I think it's always important to respect the other's view: in fact, I think this is a moral principle in itself, to try as hard as one can to put aside their own moral judgments and to try to understand things from the others' position. I have to admit that I have not always been very good at this point. For example, whenever someone else is making a judgment regarding how I should conduct myself or what I should be doing, I immediately go to my own judgments ("no, what this person says is definitely not right", or "they shouldn't be telling me how to act"), without getting a sense of where that person is coming from. In this way, I am too defensive about allowing others' moral sense to invade my own. The opposite attitude is not to try to guard oneself at all from the judgments of others: if someone else has an idea that could be useful to me, why not entertain it and try it out? Being more open to suggestions is something I would like to try, but it requires the utmost relaxation: I am open only insofar as the ideas that others have are not a fundamental threat to my true self underneath the opinions I have accumulated about things.

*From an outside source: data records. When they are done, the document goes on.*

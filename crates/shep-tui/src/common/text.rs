//! Text helpers for rendering.

use unicode_width::{UnicodeWidthChar, UnicodeWidthStr};

/// Truncates `text` to `max_width` terminal columns, ending with an ellipsis
/// when anything was cut. Width-aware so CJK and emoji count as two columns.
pub fn truncate_with_ellipsis(text: &str, max_width: usize) -> String {
    if text.width() <= max_width {
        return text.to_string();
    }
    if max_width <= 1 {
        return "…".to_string();
    }
    let mut out = String::new();
    let mut used = 0;
    for ch in text.chars() {
        let width = ch.width().unwrap_or(0);
        if used + width + 1 > max_width {
            break;
        }
        out.push(ch);
        used += width;
    }
    out.push('…');
    out
}

#[cfg(test)]
mod tests {
    use super::*;

    #[test]
    fn test_short_text_unchanged() {
        assert_eq!(truncate_with_ellipsis("hello", 10), "hello");
        assert_eq!(truncate_with_ellipsis("hello", 5), "hello");
    }

    #[test]
    fn test_truncates_with_ellipsis() {
        assert_eq!(truncate_with_ellipsis("hello world", 8), "hello w…");
        assert_eq!(truncate_with_ellipsis("hello", 1), "…");
    }

    #[test]
    fn test_wide_chars_count_double() {
        assert_eq!(truncate_with_ellipsis("中文test", 6), "中文t…");
    }
}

This "relaxation" however is not to be confused with apathy or a kind of passive resistance to suggestions. For example, a person might "go along" with something not because they truly are willing to try it but to avoid having to face conflict with someone else. This approach of passive resistance is not going to work well, because it ends up making a person feel disengaged and alienated even when they are going through the motions of doing what is "right". A different approach might be to realize that my resistance is only a sign that the other person is a close part of myself that hasn't yet gained full expression or recognition. When I own that part of myself, I am no longer trying to separate from it; I can embrace it as a newly discovered part of my being.